El romanticismo de la precariedad laboral
Hola, soy Maritza, tomo mucho café, duermo muy poco y soy una adicta al trabajo. No es ninguna novedad para nadie. Los días en mi calendario están siempre saturados y las noches las uso para crear. Los fines de semana tampoco se escapan. Las ideas se amotinan en mi cabeza como descargas eléctricas en temporada de huracanes. No lo puedo ni lo quiero evitar. Vivo mis sueños a plenitud, sin horario ni culpa.
Hubo una época que no fue así. Mi pasión por el periodismo me esclavizó. Trabajaba 16 horas al día sin descanso. En noticias, me decían, uno tiene que estar disponible todo el tiempo: los días libres, los fines de semana, en las noches que no te toca guardia y en las mañanas incluso antes de abrir el ojo.
Por la profesión, insistían, uno debe cancelar reuniones familiares y noches de juega con los amigos, los festivales escolares y las citas con el médico: las noticias de última hora (por ridículas y sin importancia que fueran) uno tiene que darlo todo. Tampoco podías chistar si te cambiaban o extendían el horario a su conveniencia y no a tu necesidad. Si no, alguien más joven, bonito y barato estaba haciendo fila para quitarte el puesto. Es decir, entrar a una redacción de ensueño se convertía en pesadilla; algo parecido a vender el alma a cambio de un sueldo casi siempre de miseria. Luego, te matan.
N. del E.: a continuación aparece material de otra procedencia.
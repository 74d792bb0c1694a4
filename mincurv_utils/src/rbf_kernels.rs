/////////////////////////////////////////////////////////////////////////////////////////////
//
// Implements the radial basis kernels used by the spline gridding solver.
//
// Created on: 15 Nov 2025
//
// Copyright (c) 2025, the mincurv contributors. Licensed under the MIT License.
//
/////////////////////////////////////////////////////////////////////////////////////////////

use crate::{RadialKernel, constants::THIN_PLATE_EPSILON};
use serde::{Deserialize, Serialize};

/// Thin plate spline kernel `phi(r) = r² (ln r - 1)` with a regularised logarithm.
///
/// Evaluated from the squared distance as `r² (0.5 ln(r² + ε) - 1)`, so that
/// coincident points give `0` instead of `NaN`. The `-1` shifts the classical
/// `r² ln r` by a multiple of `r²`, which leaves the biharmonic character intact.
///
/// # Examples
///
/// ```
/// use mincurv_utils::{RadialKernel, kernels::RegularizedThinPlateKernel};
///
/// let kernel = RegularizedThinPlateKernel::default();
///
/// assert_eq!(kernel.phi_sq(0.0), 0.0);
/// assert!((kernel.phi(1.0) + 1.0).abs() < 1e-8);
/// ```
#[derive(Clone, Debug, Copy, Serialize, Deserialize, PartialEq)]
pub struct RegularizedThinPlateKernel {
    pub epsilon: f64,
}

impl Default for RegularizedThinPlateKernel {
    fn default() -> Self {
        Self {
            epsilon: THIN_PLATE_EPSILON,
        }
    }
}

impl RadialKernel for RegularizedThinPlateKernel {
    #[inline(always)]
    fn phi_sq(&self, r_sq: f64) -> f64 {
        r_sq * (0.5 * (r_sq + self.epsilon).ln() - 1.0)
    }
}
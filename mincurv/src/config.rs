/////////////////////////////////////////////////////////////////////////////////////////////
//
// Declares solver parameter types for the spline and relaxation gridding modes.
//
// Created on: 15 Nov 2025
//
// Copyright (c) 2025, the mincurv contributors. Licensed under the MIT License.
//
/////////////////////////////////////////////////////////////////////////////////////////////

//! Declares solver parameter types for the spline and relaxation gridding modes.
use mincurv_utils::constants::{
    DEFAULT_GMRES_RESTART, DEFAULT_SPLINE_MAX_ITERATIONS, DEFAULT_SPLINE_TOLERANCE,
    SNAP_RADIUS_FACTOR, THIN_PLATE_EPSILON,
};
use serde::{Deserialize, Serialize};

/// Enum for the available iterative solvers of the spline weights.
#[derive(Debug, Clone, Copy, Serialize, Deserialize, PartialEq, Eq, Default)]
pub enum SplineSolver {
    /// Stabilised bi-conjugate gradient method (BiCGSTAB).
    BiCgStab,

    /// Generalised minimal residual method (GMRES) with restarts.
    #[default]
    Gmres,
}

/// Parameters of the spline weight solve.
///
/// ### Default Values
/// - `solver`: [`SplineSolver::Gmres`]
/// - `tolerance`: `1e-6` (relative to the norm of the right-hand side)
/// - `max_iterations`: `1000`
/// - `restart`: `200`
/// - `epsilon`: `1e-8`
#[derive(Clone, Copy, Serialize, Deserialize, Debug, PartialEq)]
pub struct SplineParams {
    /// Iterative solver used for the weights.
    pub solver: SplineSolver,

    /// Relative residual at which the solve stops.
    pub tolerance: f64,

    /// Iteration cap of the solve, counted in operator applications
    /// for GMRES and in full BiCGSTAB steps otherwise.
    pub max_iterations: usize,

    /// Maximum Krylov basis size between GMRES restarts.
    pub restart: usize,

    /// Floor added inside the kernel logarithm.
    pub epsilon: f64,
}

impl Default for SplineParams {
    fn default() -> Self {
        SplineParams {
            solver: SplineSolver::default(),
            tolerance: DEFAULT_SPLINE_TOLERANCE,
            max_iterations: DEFAULT_SPLINE_MAX_ITERATIONS,
            restart: DEFAULT_GMRES_RESTART,
            epsilon: THIN_PLATE_EPSILON,
        }
    }
}

/// Parameters of the relaxation loop other than its tolerance and iteration cap.
///
/// ### Default Values
/// - `snap_radius_factor`: `1.1`
/// - `normalize_smoothing`: `false`
#[derive(Clone, Copy, Serialize, Deserialize, Debug, PartialEq)]
pub struct RelaxationParams {
    /// Grid points closer than `snap_radius_factor * grid_size` to their
    /// nearest sample are reset to that sample's value before every smoothing step.
    pub snap_radius_factor: f64,

    /// When set, each smoothing step `Avᵀ(Av m)` is divided by `Avᵀ(Av 1)`
    /// so that it averages rather than amplifies the field.
    pub normalize_smoothing: bool,
}

impl Default for RelaxationParams {
    fn default() -> Self {
        RelaxationParams {
            snap_radius_factor: SNAP_RADIUS_FACTOR,
            normalize_smoothing: false,
        }
    }
}
/////////////////////////////////////////////////////////////////////////////////////////////
//
// Runs the iterative smoothing loop of the relaxation gridding mode.
//
// Created on: 15 Nov 2025
//
// Copyright (c) 2025, the mincurv contributors. Licensed under the MIT License.
//
/////////////////////////////////////////////////////////////////////////////////////////////

//! Relaxation gridding.
//!
//! The field is seeded with the value of the nearest sample at every grid point,
//! then alternates between re-imposing samples close to their grid points and
//! smoothing with `m ← Avᵀ(Av m)`, where `Av` averages cell centres to faces.

use crate::{
    averaging::{CsrMatrix, average_cc_to_faces},
    error::Result,
    grid::QueryGrid,
    interpolant_config::MinCurvatureSettings,
    kdtree::KDTree,
    progress::ProgressMsg,
};
use faer::Mat;
use std::time::Instant;

/// Result of a relaxation run.
#[derive(Debug, Clone)]
pub(crate) struct RelaxedField {
    pub(crate) values: Mat<f64>,
    pub(crate) iterations: usize,
    pub(crate) residual: f64,
}

/// Grid points closer to their nearest sample than the snap radius, with that sample.
struct SnapTargets {
    grid_indices: Vec<usize>,
    sample_indices: Vec<usize>,
}

/// Smoothing operator, optionally normalised so that it averages.
struct Smoother {
    av: CsrMatrix,
    inverse_weights: Option<Vec<f64>>,
    faces: Vec<f64>,
}

impl Smoother {
    fn new(grid: &QueryGrid, normalize: bool) -> Self {
        let av = average_cc_to_faces(grid.shape());
        let mut faces = vec![0.0; av.n_rows()];

        let inverse_weights = match normalize {
            true => {
                let ones = vec![1.0; av.n_cols()];
                let mut weights = vec![0.0; av.n_cols()];
                av.mul_vec(&ones, &mut faces);
                av.transpose_mul_vec(&faces, &mut weights);
                Some(
                    weights
                        .into_iter()
                        .map(|w| if w > 0.0 { 1.0 / w } else { 1.0 })
                        .collect(),
                )
            }
            false => None,
        };

        Smoother {
            av,
            inverse_weights,
            faces,
        }
    }

    /// `out = Avᵀ(Av m)`, divided by `Avᵀ(Av 1)` when normalised.
    fn apply(&mut self, m: &[f64], out: &mut [f64]) {
        self.av.mul_vec(m, &mut self.faces);
        self.av.transpose_mul_vec(&self.faces, out);

        if let Some(inverse) = &self.inverse_weights {
            out.iter_mut()
                .zip(inverse.iter())
                .for_each(|(value, w)| *value *= w);
        }
    }
}

/// Relaxes the nearest-neighbour field of `values` on `grid`.
///
/// Iterates while fewer than `max_iterations` steps have run and the relative
/// change of the last step exceeds the settings' tolerance.
pub(crate) fn relax(
    locations: &Mat<f64>,
    values: &Mat<f64>,
    grid: &QueryGrid,
    settings: &MinCurvatureSettings,
    max_iterations: usize,
) -> Result<RelaxedField> {
    let start = Instant::now();
    let params = &settings.relaxation_params;
    let tolerance = settings.tolerance;
    let callback = settings.progress_callback.as_ref();
    let num_channels = values.ncols();
    let num_grid = grid.num_points();

    let tree = KDTree::new(locations);
    let neighbours = tree.nearest_batch(grid.points())?;

    // One buffer per channel, in grid order.
    let mut field: Vec<Vec<f64>> = (0..num_channels)
        .map(|c| {
            neighbours
                .indices
                .iter()
                .map(|&i| values[(i, c)])
                .collect()
        })
        .collect();

    let snap_radius = params.snap_radius_factor * settings.grid_size;
    let (grid_indices, sample_indices): (Vec<usize>, Vec<usize>) = neighbours
        .distances
        .iter()
        .zip(neighbours.indices.iter())
        .enumerate()
        .filter(|(_, (distance, _))| **distance < snap_radius)
        .map(|(g, (_, &i))| (g, i))
        .unzip();
    let snap = SnapTargets {
        grid_indices,
        sample_indices,
    };

    tracing::debug!(
        num_grid,
        snapped = snap.grid_indices.len(),
        snap_radius,
        "Seeded relaxation field from nearest samples"
    );

    let mut smoother = Smoother::new(grid, params.normalize_smoothing);
    let mut smoothed = vec![0.0; num_grid];

    let mut iterations = 0usize;
    let mut residual = 1.0;

    while iterations < max_iterations && residual > tolerance {
        let mut change_sq = 0.0;
        let mut previous_sq = 0.0;

        for (c, channel) in field.iter_mut().enumerate() {
            for (&g, &i) in snap.grid_indices.iter().zip(snap.sample_indices.iter()) {
                channel[g] = values[(i, c)];
            }

            smoother.apply(channel, &mut smoothed);

            for (old, new) in channel.iter().zip(smoothed.iter()) {
                change_sq += (new - old) * (new - old);
                previous_sq += old * old;
            }
            channel.copy_from_slice(&smoothed);
        }

        residual = relative_change(change_sq, previous_sq);
        iterations += 1;

        if let Some(sink) = callback {
            sink.emit(ProgressMsg::RelaxationIteration {
                iter: iterations,
                max_iterations,
                residual,
            });
        }
    }

    match residual <= tolerance {
        true => tracing::info!(
            iterations,
            residual,
            elapsed = ?start.elapsed(),
            "Relaxation converged"
        ),
        false => tracing::warn!(
            iterations,
            residual,
            tolerance,
            max_iterations,
            "Relaxation stopped at the iteration cap"
        ),
    }

    let values = Mat::from_fn(num_grid, num_channels, |g, c| field[c][g]);

    Ok(RelaxedField {
        values,
        iterations,
        residual,
    })
}

/// `‖m_new − m_old‖ / ‖m_old‖`, zero for no change and infinite from a zero field.
fn relative_change(change_sq: f64, previous_sq: f64) -> f64 {
    match (change_sq == 0.0, previous_sq == 0.0) {
        (true, _) => 0.0,
        (false, true) => f64::INFINITY,
        (false, false) => (change_sq / previous_sq).sqrt(),
    }
}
El periodismo no es el único mercenario. Pasa lo mismo en todos lados y en tantas profesiones. Y, como sociedad, hemos normalizado ese delirio de persecución que va acompañado casi siempre de una justificación de la precariedad laboral. En la escuela, incluso las universidades de prestigio te enseñan a ser agradecido con las oportunidades laborales al grado de la sumisión. En esos modelos te enseñan que emprender es para unos cuantos y uno debería conformarse con trabajar siempre para alguien a cambio de una estabilidad que nos seca las ilusiones y apenas nos llena los bolsillos, pero es siempre segura mientras mantengamos la cabeza abajo.
Solo al romperlo todo, te das cuenta de que no vale la pena.
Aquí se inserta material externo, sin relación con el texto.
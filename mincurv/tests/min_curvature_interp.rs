use faer::{Mat, mat};
use mincurv::{
    ConvergenceReport, FieldValues, GridAxes, GridInterpError, GridShape, InterpolatedField,
    SolveStatus, generate_random_points, min_curvature_interp,
    config::{RelaxationParams, SplineParams, SplineSolver},
    interpolant_config::{Drift, InterpolationMethod, MinCurvatureSettings, OutputShape},
    progress::{ProgressMsg, ProgressSink},
};
use std::sync::{Arc, Mutex};

fn four_corners() -> (Mat<f64>, Mat<f64>) {
    (
        mat![[0.0, 0.0], [10.0, 0.0], [0.0, 10.0], [10.0, 10.0]],
        mat![[1.0], [1.0], [1.0], [1.0]],
    )
}

fn spline_settings(grid_size: f64) -> MinCurvatureSettings {
    MinCurvatureSettings::builder(InterpolationMethod::Spline)
        .grid_size(grid_size)
        .build()
}

fn flattened(field: &InterpolatedField) -> Mat<f64> {
    field.values.to_flattened()
}

#[test]
fn four_corners_on_derived_axes_are_flat() {
    let (locations, values) = four_corners();
    let field = min_curvature_interp(&locations, &values, &GridAxes::derived(), &spline_settings(5.0)).unwrap();

    assert_eq!(field.grid.shape(), GridShape::TwoD(2, 2));
    assert_eq!(field.grid.axes(), &[vec![5.0, 10.0], vec![5.0, 10.0]]);
    assert!(field.is_converged());
    assert!(flattened(&field).col(0).iter().all(|v| (v - 1.0).abs() < 1e-3));
}

#[test]
fn four_corners_on_explicit_axes_are_flat() {
    let (locations, values) = four_corners();
    let axes = GridAxes::derived()
        .x(vec![0.0, 5.0, 10.0])
        .y(vec![0.0, 5.0, 10.0]);

    let field = min_curvature_interp(&locations, &values, &axes, &spline_settings(5.0)).unwrap();

    let FieldValues::Gridded(gridded) = &field.values else {
        panic!("reshaped output expected by default");
    };
    assert_eq!(gridded.shape(), GridShape::TwoD(3, 3));
    for ix in 0..3 {
        for iy in 0..3 {
            let value = gridded.get(0, &[ix, iy]).unwrap();
            assert!((value - 1.0).abs() < 1e-3, "({ix}, {iy}) -> {value}");
        }
    }
}

#[test]
fn spline_honours_samples_on_grid_nodes() {
    // Samples on a 5 x 4 lattice, gridded on the same lattice.
    let xs: Vec<f64> = vec![0.0, 3.0, 6.0, 9.0, 12.0];
    let ys = vec![0.0, 4.0, 8.0, 12.0];
    let locations = Mat::from_fn(20, 2, |i, j| match j {
        0 => xs[i % 5],
        _ => ys[i / 5],
    });
    let values = Mat::from_fn(20, 2, |i, c| {
        let (x, y) = (locations[(i, 0)], locations[(i, 1)]);
        match c {
            0 => (0.3 * x).sin() + 0.1 * y,
            _ => x * y / 50.0,
        }
    });
    let settings = MinCurvatureSettings::builder(InterpolationMethod::Spline)
        .grid_size(3.0)
        .spline_params(SplineParams {
            tolerance: 1e-10,
            ..SplineParams::default()
        })
        .build();
    let axes = GridAxes::derived().x(xs).y(ys);

    let field = min_curvature_interp(&locations, &values, &axes, &settings).unwrap();
    let gridded = flattened(&field);

    // Grid order is x fastest, matching the lattice construction above.
    for i in 0..20 {
        for c in 0..2 {
            assert!((gridded[(i, c)] - values[(i, c)]).abs() < 1e-6);
        }
    }
}

#[test]
fn single_sample_gives_constant_field() {
    let locations = mat![[3.0, 4.0]];
    let values = mat![[7.5]];
    let axes = GridAxes::derived()
        .x(vec![0.0, 5.0, 10.0])
        .y(vec![0.0, 5.0]);

    let field = min_curvature_interp(&locations, &values, &axes, &spline_settings(5.0)).unwrap();

    assert!(field.is_converged());
    assert!(flattened(&field).col(0).iter().all(|v| (v - 7.5).abs() < 1e-9));
}

#[test]
fn single_sample_cannot_derive_a_grid() {
    let err = min_curvature_interp(&mat![[3.0, 4.0]], &mat![[7.5]], &GridAxes::derived(), &spline_settings(5.0))
        .unwrap_err();
    assert!(matches!(err, GridInterpError::DegenerateGrid { .. }));
}

#[test]
fn bicgstab_matches_gmres() {
    let locations = Mat::from_fn(9, 2, |i, c| match c {
        0 => (i % 3) as f64,
        _ => (i / 3) as f64,
    });
    let values = Mat::from_fn(9, 1, |i, _| (i as f64 * 0.7).cos());
    let nodes = vec![0.0, 0.5, 1.0, 1.5, 2.0];
    let axes = GridAxes::derived().x(nodes.clone()).y(nodes);

    let solve = |solver| {
        let settings = MinCurvatureSettings::builder(InterpolationMethod::Spline)
            .grid_size(0.5)
            .drift(Drift::None)
            .spline_params(SplineParams {
                solver,
                tolerance: 1e-10,
                ..SplineParams::default()
            })
            .build();
        min_curvature_interp(&locations, &values, &axes, &settings).unwrap()
    };

    let gmres = solve(SplineSolver::Gmres);
    let bicgstab = solve(SplineSolver::BiCgStab);

    assert!(gmres.is_converged(), "{:?}", gmres.convergence);
    assert!(bicgstab.is_converged(), "{:?}", bicgstab.convergence);
    let (a, b) = (flattened(&gmres), flattened(&bicgstab));
    assert_eq!(a.nrows(), 25);
    for g in 0..a.nrows() {
        assert!((a[(g, 0)] - b[(g, 0)]).abs() < 1e-6);
    }
}

#[test]
fn singular_kernel_system_gives_a_finite_field() {
    let settings = MinCurvatureSettings::builder(InterpolationMethod::Spline)
        .grid_size(5.0)
        .drift(Drift::None)
        .build();
    let axes = GridAxes::derived().x(vec![0.0, 5.0]).y(vec![0.0, 5.0]);

    let field = min_curvature_interp(&mat![[3.0, 4.0]], &mat![[7.5]], &axes, &settings).unwrap();

    assert!(!field.is_converged());
    let ConvergenceReport::Spline(reports) = &field.convergence else {
        panic!("spline report expected");
    };
    assert_eq!(reports[0].status, SolveStatus::Breakdown);
    assert!(reports[0].relative_residual.is_finite());
    assert!(flattened(&field).col(0).iter().all(|v| v.is_finite()));
}

#[test]
fn iteration_cap_is_surfaced_not_raised() {
    let unit = generate_random_points(60, 2, Some(4));
    let locations = Mat::from_fn(60, 2, |i, j| 100.0 * unit[(i, j)]);
    let values = Mat::from_fn(60, 1, |i, _| locations[(i, 0)].sqrt());
    let settings = MinCurvatureSettings::builder(InterpolationMethod::Spline)
        .grid_size(20.0)
        .spline_params(SplineParams {
            tolerance: 1e-14,
            max_iterations: 3,
            ..SplineParams::default()
        })
        .build();

    let field = min_curvature_interp(&locations, &values, &GridAxes::derived(), &settings).unwrap();

    assert!(!field.is_converged());
    let ConvergenceReport::Spline(reports) = &field.convergence else {
        panic!("spline report expected");
    };
    assert_eq!(reports[0].status, SolveStatus::MaxIterationsReached);
    assert_eq!(reports[0].iterations, 3);
}

#[test]
fn relaxation_requires_max_iterations() {
    let (locations, values) = four_corners();
    let settings = MinCurvatureSettings::builder(InterpolationMethod::Relaxation)
        .grid_size(5.0)
        .build();

    let err = min_curvature_interp(&locations, &values, &GridAxes::derived(), &settings).unwrap_err();
    assert!(matches!(err, GridInterpError::Configuration { .. }));
}

#[test]
fn mismatched_counts_are_rejected() {
    let (locations, _) = four_corners();
    let values = mat![[1.0], [1.0], [1.0]];

    let err = min_curvature_interp(&locations, &values, &GridAxes::derived(), &spline_settings(5.0)).unwrap_err();
    assert!(matches!(err, GridInterpError::DimensionMismatch { .. }));
}

#[test]
fn y_axis_needs_two_dimensional_samples() {
    let locations = mat![[0.0], [10.0]];
    let values = mat![[1.0], [2.0]];
    let axes = GridAxes::derived().y(vec![0.0, 1.0]);

    let err = min_curvature_interp(&locations, &values, &axes, &spline_settings(5.0)).unwrap_err();
    assert!(matches!(err, GridInterpError::DimensionMismatch { .. }));
}

#[test]
fn unknown_method_name_is_a_configuration_error() {
    assert_eq!(" Relaxation ".parse::<InterpolationMethod>(), Ok(InterpolationMethod::Relaxation));
    assert!(matches!(
        "kriging".parse::<InterpolationMethod>(),
        Err(GridInterpError::Configuration { .. })
    ));
}

#[test]
fn relaxation_stops_at_the_iteration_cap() {
    let locations = mat![[0.0, 0.0], [40.0, 0.0], [0.0, 40.0], [40.0, 40.0], [20.0, 20.0]];
    let values = mat![[1.0], [2.0], [3.0], [4.0], [10.0]];
    let settings = MinCurvatureSettings::builder(InterpolationMethod::Relaxation)
        .grid_size(5.0)
        .max_iterations(6)
        .build();

    let field = min_curvature_interp(&locations, &values, &GridAxes::derived(), &settings).unwrap();

    match field.convergence {
        ConvergenceReport::Relaxation {
            iterations,
            residual,
            converged,
        } => {
            assert_eq!(iterations, 6);
            assert!(residual > 1e-5);
            assert!(!converged);
        }
        other => panic!("unexpected report {other:?}"),
    }
    assert_eq!(field.grid.shape(), GridShape::TwoD(8, 8));
}

#[test]
fn relaxation_without_iterations_is_the_nearest_sample_field() {
    let locations = mat![[0.0], [10.0], [20.0]];
    let values = mat![[1.0], [2.0], [3.0]];
    let settings = MinCurvatureSettings::builder(InterpolationMethod::Relaxation)
        .grid_size(4.0)
        .max_iterations(0)
        .output_shape(OutputShape::Flattened)
        .build();

    let field = min_curvature_interp(&locations, &values, &GridAxes::derived(), &settings).unwrap();

    // Derived axis 4, 8, 12, 16, 20.
    assert_eq!(field.grid.axes(), &[vec![4.0, 8.0, 12.0, 16.0, 20.0]]);
    assert_eq!(field.values, FieldValues::Flattened(mat![[1.0], [2.0], [2.0], [3.0], [3.0]]));
}

#[test]
fn normalized_relaxation_converges_on_constant_data() {
    let locations = mat![[0.0, 0.0, 0.0], [9.0, 0.0, 3.0], [0.0, 9.0, 6.0], [9.0, 9.0, 9.0]];
    let values = mat![[2.0, -1.0], [2.0, -1.0], [2.0, -1.0], [2.0, -1.0]];
    let settings = MinCurvatureSettings::builder(InterpolationMethod::Relaxation)
        .grid_size(3.0)
        .max_iterations(100)
        .relaxation_params(RelaxationParams {
            normalize_smoothing: true,
            ..RelaxationParams::default()
        })
        .build();

    let field = min_curvature_interp(&locations, &values, &GridAxes::derived(), &settings).unwrap();

    assert!(field.is_converged());
    assert_eq!(field.grid.shape(), GridShape::ThreeD(3, 3, 3));
    let out = flattened(&field);
    assert!(out.col(0).iter().all(|v| (v - 2.0).abs() < 1e-9));
    assert!(out.col(1).iter().all(|v| (v + 1.0).abs() < 1e-9));
}

#[test]
fn output_shapes_hold_the_same_values() {
    let (locations, values) = four_corners();
    let values = Mat::from_fn(4, 2, |i, c| values[(i, 0)] + (i * (c + 1)) as f64);
    let axes = GridAxes::derived().x(vec![2.0, 4.0, 6.0]).y(vec![1.0, 9.0]);

    let reshaped = min_curvature_interp(&locations, &values, &axes, &spline_settings(5.0)).unwrap();
    let settings = MinCurvatureSettings::builder(InterpolationMethod::Spline)
        .grid_size(5.0)
        .output_shape(OutputShape::Flattened)
        .build();
    let flat = min_curvature_interp(&locations, &values, &axes, &settings).unwrap();

    let FieldValues::Flattened(flat_values) = &flat.values else {
        panic!("flattened output requested");
    };
    assert_eq!(flat_values.shape(), (6, 2));
    assert_eq!(&reshaped.values.to_flattened(), flat_values);

    let FieldValues::Gridded(gridded) = &reshaped.values else {
        panic!("reshaped output expected");
    };
    // Point (ix = 1, iy = 1) is row 1 + 3 * 1 of the flattened grid.
    assert_eq!(gridded.get(1, &[1, 1]), Some(flat_values[(4, 1)]));
}

#[test]
fn linear_drift_reproduces_a_plane() {
    let unit = generate_random_points(25, 2, Some(77));
    let locations = Mat::from_fn(25, 2, |i, j| 20.0 * unit[(i, j)]);
    let values = Mat::from_fn(25, 1, |i, _| 5.0 + 0.5 * locations[(i, 0)] - 0.25 * locations[(i, 1)]);
    let settings = MinCurvatureSettings::builder(InterpolationMethod::Spline)
        .drift(Drift::Linear)
        .spline_params(SplineParams {
            tolerance: 1e-12,
            ..SplineParams::default()
        })
        .build();
    let axes = GridAxes::derived().x(vec![5.0, 10.0, 15.0]).y(vec![5.0, 15.0]);

    let field = min_curvature_interp(&locations, &values, &axes, &settings).unwrap();
    let out = flattened(&field);
    let points = field.grid.points();

    for g in 0..points.nrows() {
        let expected = 5.0 + 0.5 * points[(g, 0)] - 0.25 * points[(g, 1)];
        assert!((out[(g, 0)] - expected).abs() < 1e-6);
    }
}

#[derive(Debug, Default)]
struct RecordingSink {
    messages: Mutex<Vec<ProgressMsg>>,
}

impl ProgressSink for RecordingSink {
    fn emit(&self, msg: ProgressMsg) {
        if let Ok(mut messages) = self.messages.lock() {
            messages.push(msg);
        }
    }
}

#[test]
fn progress_is_reported_for_both_methods() {
    let (locations, values) = four_corners();
    let sink = Arc::new(RecordingSink::default());

    let settings = MinCurvatureSettings::builder(InterpolationMethod::Spline)
        .grid_size(5.0)
        .progress_callback(sink.clone())
        .build();
    min_curvature_interp(&locations, &values, &GridAxes::derived(), &settings).unwrap();

    let settings = MinCurvatureSettings::builder(InterpolationMethod::Relaxation)
        .grid_size(5.0)
        .max_iterations(3)
        .progress_callback(sink.clone())
        .build();
    min_curvature_interp(&locations, &values, &GridAxes::derived(), &settings).unwrap();

    let messages = sink.messages.lock().unwrap();
    assert!(messages.iter().any(|m| matches!(m, ProgressMsg::SolverIteration { channel: 0, .. })));
    assert_eq!(
        messages
            .iter()
            .filter(|m| matches!(m, ProgressMsg::RelaxationIteration { max_iterations: 3, .. }))
            .count(),
        3
    );
}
Hace poco más de tres años me convertí en freelance a la fuerza, en medio de una incertidumbre migratoria y económica, con una necesidad castrante de seguro médico. Muy pocos saben cuánto lloré y los desvelos que me costó abrir los ojos y las alas. Fue uno de los momentos más dolorosos de mi vida, tanto que aún no hablo mucho de ello. Pero con el tiempo descubrí que cuando yo pensé que el mundo se me caía encima, en realidad se estaba poniendo en su lugar.
Hoy estoy formando un equipo de trabajo en el que nunca se me quiten las ganas de crear, con gente feliz y motivada, que sonríe porque sí y se emociona al imaginar las posibilidades, gente que se siente bien con su presente y a la que se le hace agua la boca con el futuro, como a mí. Humanos con libertad de ser, vivir, soñar, enfermarse, descansar, soñar, equivocarse y hacer camino. Aprendí de los otros lo que nunca quiero ser y hacer sentir. Los medios tradicionales fueron una buena escuela de lo que jamás volveré a permitir.
Quisiera con estas letras obligarnos a platicar y soltar; a condenar los abusos; a quitarles el poder a esos jefes que se sienten líderes de manual, a exponer lo que no esta bien; a pedir siempre más; a sacudirnos ese conformismo que nos inculcaron desde chiquitos y dejar de pensar que una vida digna y balanceada es un privilegio y la entendamos como un derecho. Ser feliz no debería ser un lujo. Amar una profesión, cualquiera que sea, no debería ser usada en nuestra contra. Vivir no debería costarnos tanto. ¿Nos tomamos un café? Aquí estoy.